## WORK REQUIRED
Pick every line from the data that holds the word "clone".

+++ GIVEN RECORDS +++

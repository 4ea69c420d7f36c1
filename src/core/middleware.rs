//! 核心中间件模块

use axum::{extract::Request, middleware::Next, response::Response};
use std::time::Instant;
use tracing::{info, warn};

/// 请求日志中间件
pub async fn request_logging_middleware(req: Request, next: Next) -> Response {
    let start = Instant::now();
    let method = req.method().clone();
    let uri = req.uri().clone();

    let response = next.run(req).await;
    let status = response.status();
    let elapsed_ms = start.elapsed().as_millis() as u64;

    if status.is_server_error() {
        warn!(%method, %uri, status = status.as_u16(), elapsed_ms, "request failed");
    } else {
        info!(%method, %uri, status = status.as_u16(), elapsed_ms, "request");
    }

    response
}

+++

## SOLVED EXERCISE
    let method = req.method().clone();
    let uri = req.uri().clone();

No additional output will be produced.